# seat suggestions under $100?



## b4_ford (Mar 20, 2010)

I'm 6', 210 lbs and dropping. I'm steadily increasing miles and saddle time. Wondering what suggestions and advice you all might have regarding a comfortable replacement saddle. Right now I am using some generic Brooks knockoff that is actually more comfortable than either of the Sella San Marco saddles that I also have. I tend to move around a bit when riding. Comfort over long distances is much more of a concern than saving a few ounces of weight. Hoping to find the right fit for under $100. I know that saddles are a pretty individual selection, just looking for some pointers to get me started.

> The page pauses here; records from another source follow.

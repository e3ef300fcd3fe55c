#![deny(unsafe_code)]

use std::path::PathBuf;

use psp_xml::XPathError;

#[derive(Debug, thiserror::Error)]
pub enum ProfileError {
    #[error("failed to read profile {path}: {source}")]
    Io {
        path: PathBuf,
        #[source]
        source: std::io::Error,
    },

    #[error("failed to parse profile {path}: {source}")]
    Toml {
        path: PathBuf,
        #[source]
        source: toml::de::Error,
    },

    #[error("failed to parse profile: {source}")]
    Syntax {
        #[source]
        source: toml::de::Error,
    },

    #[error("invalid profile header: {message}")]
    InvalidHeader { message: String },

    #[error("invalid definition of '{element}': {message}")]
    InvalidDefinition { element: String, message: String },

    #[error("invalid regular expression '{pattern}': {source}")]
    InvalidRegex {
        pattern: String,
        #[source]
        source: regex::Error,
    },

    #[error(transparent)]
    XPath(#[from] XPathError),
}

impl ProfileError {
    pub(crate) fn io(path: impl Into<PathBuf>, source: std::io::Error) -> Self {
        Self::Io {
            path: path.into(),
            source,
        }
    }

    pub(crate) fn definition(element: impl Into<String>, message: impl Into<String>) -> Self {
        Self::InvalidDefinition {
            element: element.into(),
            message: message.into(),
        }
    }
}
//! Compiled expected-element and expected-attribute definitions.

use serde::{Deserialize, Serialize};

use psp_xml::{Element, NamespaceContext, XPath};

use crate::content::{ContentDefinition, ContentRequirement};
use crate::error::ProfileError;

/// Serialized element definition.
#[derive(Debug, Clone, Serialize, Deserialize)]
#[serde(deny_unknown_fields)]
pub struct ElementSpec {
    /// Qualified name using the profile's namespace prefixes, e.g. `mods:titleInfo`.
    pub name: String,
    /// Optional XPath predicate narrowing the match, e.g. `@type='alternative'`.
    #[serde(default)]
    pub predicate: Option<String>,
    #[serde(default = "default_true")]
    pub mandatory: bool,
    #[serde(default)]
    pub repeatable: bool,
    #[serde(default)]
    pub attributes: Vec<AttributeSpec>,
    #[serde(default)]
    pub children: Vec<ElementSpec>,
    #[serde(default)]
    pub expected: Option<ContentDefinition>,
    #[serde(default)]
    pub recommended: Option<ContentDefinition>,
    #[serde(default)]
    pub extra_rules: Vec<ExtraRuleSpec>,
    #[serde(default)]
    pub ignore_unexpected_attributes: bool,
    #[serde(default)]
    pub ignore_unexpected_children: bool,
    /// Appended to the "not found" message for this element.
    #[serde(default)]
    pub error_message: Option<String>,
}

#[derive(Debug, Clone, Serialize, Deserialize)]
#[serde(deny_unknown_fields)]
pub struct AttributeSpec {
    pub name: String,
    #[serde(default = "default_true")]
    pub mandatory: bool,
    #[serde(default)]
    pub expected: Option<ContentDefinition>,
    #[serde(default)]
    pub recommended: Option<ContentDefinition>,
}

#[derive(Debug, Clone, Serialize, Deserialize)]
#[serde(tag = "type", rename_all = "snake_case", deny_unknown_fields)]
pub enum ExtraRuleSpec {
    /// At least one of the XPaths, evaluated from the element, selects something.
    ExistsAtLeastOneOf { xpaths: Vec<String> },
    /// The XPath evaluated from the element is true.
    Expression {
        xpath: String,
        #[serde(default)]
        description: Option<String>,
    },
}

fn default_true() -> bool {
    true
}

#[derive(Debug, Clone)]
pub struct ExpectedAttributeDefinition {
    pub name: String,
    pub mandatory: bool,
    pub content: Option<ContentRequirement>,
}

#[derive(Debug, Clone)]
pub enum ExtraRule {
    ExistsAtLeastOneOf { xpaths: Vec<XPath> },
    Expression {
        xpath: XPath,
        description: Option<String>,
    },
}

impl ExtraRule {
    /// Checks the rule from `element`, returning the failure description.
    pub fn check(&self, element: Element<'_>) -> Result<(), String> {
        match self {
            ExtraRule::ExistsAtLeastOneOf { xpaths } => {
                for xpath in xpaths {
                    if xpath.evaluate_boolean(element).map_err(|e| e.to_string())? {
                        return Ok(());
                    }
                }
                let listed: Vec<&str> = xpaths.iter().map(XPath::source).collect();
                Err(format!("none of {} found", listed.join(", ")))
            }
            ExtraRule::Expression { xpath, description } => {
                if xpath.evaluate_boolean(element).map_err(|e| e.to_string())? {
                    Ok(())
                } else {
                    Err(description
                        .clone()
                        .unwrap_or_else(|| format!("'{}' does not hold", xpath.source())))
                }
            }
        }
    }
}

#[derive(Debug, Clone)]
pub struct ExpectedElementDefinition {
    pub name: String,
    relative_xpath: XPath,
    pub mandatory: bool,
    pub repeatable: bool,
    pub attributes: Vec<ExpectedAttributeDefinition>,
    pub children: Vec<ExpectedElementDefinition>,
    pub content: Option<ContentRequirement>,
    pub extra_rules: Vec<ExtraRule>,
    pub ignore_unexpected_attributes: bool,
    pub ignore_unexpected_children: bool,
    pub error_message: Option<String>,
}

impl ExpectedElementDefinition {
    /// Compiles a serialized definition tree, resolving every XPath.
    pub fn compile(spec: &ElementSpec, namespaces: &NamespaceContext) -> Result<Self, ProfileError> {
        if spec.name.trim().is_empty() {
            return Err(ProfileError::definition("<unnamed>", "element name is empty"));
        }
        let relative = match &spec.predicate {
            Some(predicate) => format!("{}[{predicate}]", spec.name),
            None => spec.name.clone(),
        };
        let relative_xpath = XPath::compile(&relative, namespaces)?;
        let attributes = spec
            .attributes
            .iter()
            .map(|attr| {
                let owner = format!("{}/@{}", spec.name, attr.name);
                Ok(ExpectedAttributeDefinition {
                    name: attr.name.clone(),
                    mandatory: attr.mandatory,
                    content: ContentRequirement::from_pair(
                        &owner,
                        attr.expected.as_ref(),
                        attr.recommended.as_ref(),
                    )?,
                })
            })
            .collect::<Result<Vec<_>, ProfileError>>()?;
        let children = spec
            .children
            .iter()
            .map(|child| Self::compile(child, namespaces))
            .collect::<Result<Vec<_>, _>>()?;
        let extra_rules = spec
            .extra_rules
            .iter()
            .map(|rule| compile_extra_rule(rule, namespaces))
            .collect::<Result<Vec<_>, _>>()?;
        Ok(Self {
            name: spec.name.clone(),
            relative_xpath,
            mandatory: spec.mandatory,
            repeatable: spec.repeatable,
            attributes,
            children,
            content: ContentRequirement::from_pair(
                &spec.name,
                spec.expected.as_ref(),
                spec.recommended.as_ref(),
            )?,
            extra_rules,
            ignore_unexpected_attributes: spec.ignore_unexpected_attributes,
            ignore_unexpected_children: spec.ignore_unexpected_children,
            error_message: spec.error_message.clone(),
        })
    }

    /// XPath selecting this element relative to its parent, e.g. `mods:titleInfo[@type='x']`.
    pub fn relative_xpath(&self) -> &XPath {
        &self.relative_xpath
    }
}

fn compile_extra_rule(
    spec: &ExtraRuleSpec,
    namespaces: &NamespaceContext,
) -> Result<ExtraRule, ProfileError> {
    match spec {
        ExtraRuleSpec::ExistsAtLeastOneOf { xpaths } => {
            if xpaths.is_empty() {
                return Err(ProfileError::definition(
                    "exists_at_least_one_of",
                    "at least one xpath is required",
                ));
            }
            let xpaths = xpaths
                .iter()
                .map(|xpath| XPath::compile(xpath, namespaces))
                .collect::<Result<Vec<_>, _>>()?;
            Ok(ExtraRule::ExistsAtLeastOneOf { xpaths })
        }
        ExtraRuleSpec::Expression { xpath, description } => Ok(ExtraRule::Expression {
            xpath: XPath::compile(xpath, namespaces)?,
            description: description.clone(),
        }),
    }
}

Edit: While I'm on the subject of budget upgrades, suggestions for a decent economical Look style pedal? Looking to ditch the toe clips before my first century ride.


----------



## tihsepa (Nov 27, 2008)

How about a Brooks?


----------



## wim (Feb 28, 2005)

b4_ford said:


> While I'm on the subject of budget upgrades, suggestions for a decent economical Look style pedal? Looking to ditch the toe clips before my first century ride.

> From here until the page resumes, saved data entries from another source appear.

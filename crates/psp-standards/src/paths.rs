//! Configuration directory path resolution.

use std::path::{Path, PathBuf};

/// Environment variable for overriding the configuration directory.
pub const CONFIG_ENV_VAR: &str = "PSP_VALIDATOR_CONFIG_DIR";

/// Get the configuration root directory.
///
/// Resolution order:
/// 1. `explicit`, usually from `--config-dir`
/// 2. `PSP_VALIDATOR_CONFIG_DIR` environment variable
/// 3. `config/` directory relative to workspace root
pub fn config_root(explicit: Option<&Path>) -> PathBuf {
    if let Some(dir) = explicit {
        return dir.to_path_buf();
    }
    if let Ok(root) = std::env::var(CONFIG_ENV_VAR) {
        return PathBuf::from(root);
    }
    PathBuf::from(env!("CARGO_MANIFEST_DIR")).join("../../config")
}

/// Directory holding one subdirectory per fDMF version.
pub fn fdmf_root(config_root: &Path) -> PathBuf {
    config_root.join("fdmf")
}

/// External tool definitions.
pub fn tools_config_path(config_root: &Path) -> PathBuf {
    config_root.join("tools.toml")
}
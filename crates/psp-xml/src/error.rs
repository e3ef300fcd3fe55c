#![deny(unsafe_code)]

use std::path::PathBuf;

#[derive(Debug, thiserror::Error)]
pub enum XmlError {
    #[error("failed to read XML file {path}: {source}")]
    Io {
        path: PathBuf,
        #[source]
        source: std::io::Error,
    },

    #[error("XML file {path} is not valid UTF-8")]
    Encoding { path: PathBuf },

    #[error("XML is not well-formed: {message}")]
    Parse { message: String },

    #[error("XML file {path} is not well-formed: {message}")]
    ParseFile { path: PathBuf, message: String },
}

impl XmlError {
    pub(crate) fn io(path: impl Into<PathBuf>, source: std::io::Error) -> Self {
        Self::Io {
            path: path.into(),
            source,
        }
    }
}

#[derive(Debug, Clone, PartialEq, Eq, thiserror::Error)]
pub enum XPathError {
    #[error("invalid XPath expression '{expression}': {message}")]
    InvalidExpression { expression: String, message: String },

    #[error("XPath expression '{expression}' does not evaluate to a node-set")]
    NotNodeSet { expression: String },
}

Not KeO, but old Look style (aka "Delta")? If so, the Exustars PR70s are not bad and look good. Wabi's photo is the best, but check and see if these PR70s could be gotten a little cheaper from Performance (rebranded "Forté") or Nashbar (rebranded "N"). Logo is hidden by shoe, if that matters to you.  
http://www.wabicycles.com/pedal_options.html


----------



## PJ352 (Dec 5, 2007)

While it's a given that saddle preferences are highly personal, Specialized road line gets a pretty good rep and might be worth a look.
http://www.specialized.com/us/en/bc...sid=2011EquipSaddlesRoad&pscid=1009&scid=1020

My only advice re: going clipless is to either do it well before the century or wait till after. Cleat set up being an integral part of bike fit, getting it wrong could make for a _very_ unpleasant 100 miles.


----------



## willieboy (Nov 27, 2010)

PJ352 said:


> While it's a given that saddle preferences are highly personal, Specialized road line gets a pretty good rep and might be worth a look.
> http://www.specialized.com/us/en/bc...sid=2011EquipSaddlesRoad&pscid=1009&scid=1020


+1 on the Specialized saddles. I have used the Avatar and the Romin. Really like both but the Avatar is only $79.00 and well worth it. It was very comfortable for me. Switched to the Romin for a little more flex. Keep rollin :thumbsup:


----------



## frpax (Feb 13, 2010)

For well under $100 (closer to $50), you can get a Selle Italia Turbo. Probably the comfiest saddle I've ever had.


----------



## Hank Stamper (Sep 9, 2009)

Try finding a shop with a decent selection that allows you to test out saddles. That's par for the course around here but I don't know how common trials are elsewhere.
Try some that are over your budget too. I'm not trying to imply there's a direct relation between cost and comfort but if there's something out that for say $120 that's perfect for you you should give yourself the opportunity to find it. And for something as important to comfort as a saddle the extra $20 will be well worth it.
Don't forget that finding the right chamois for you is a part of the equation too.


----------



## Blue CheeseHead (Jul 14, 2008)

Saddles are an individual thing. What feels like a Lazy-Boy to one might be the worst implement of torture to another.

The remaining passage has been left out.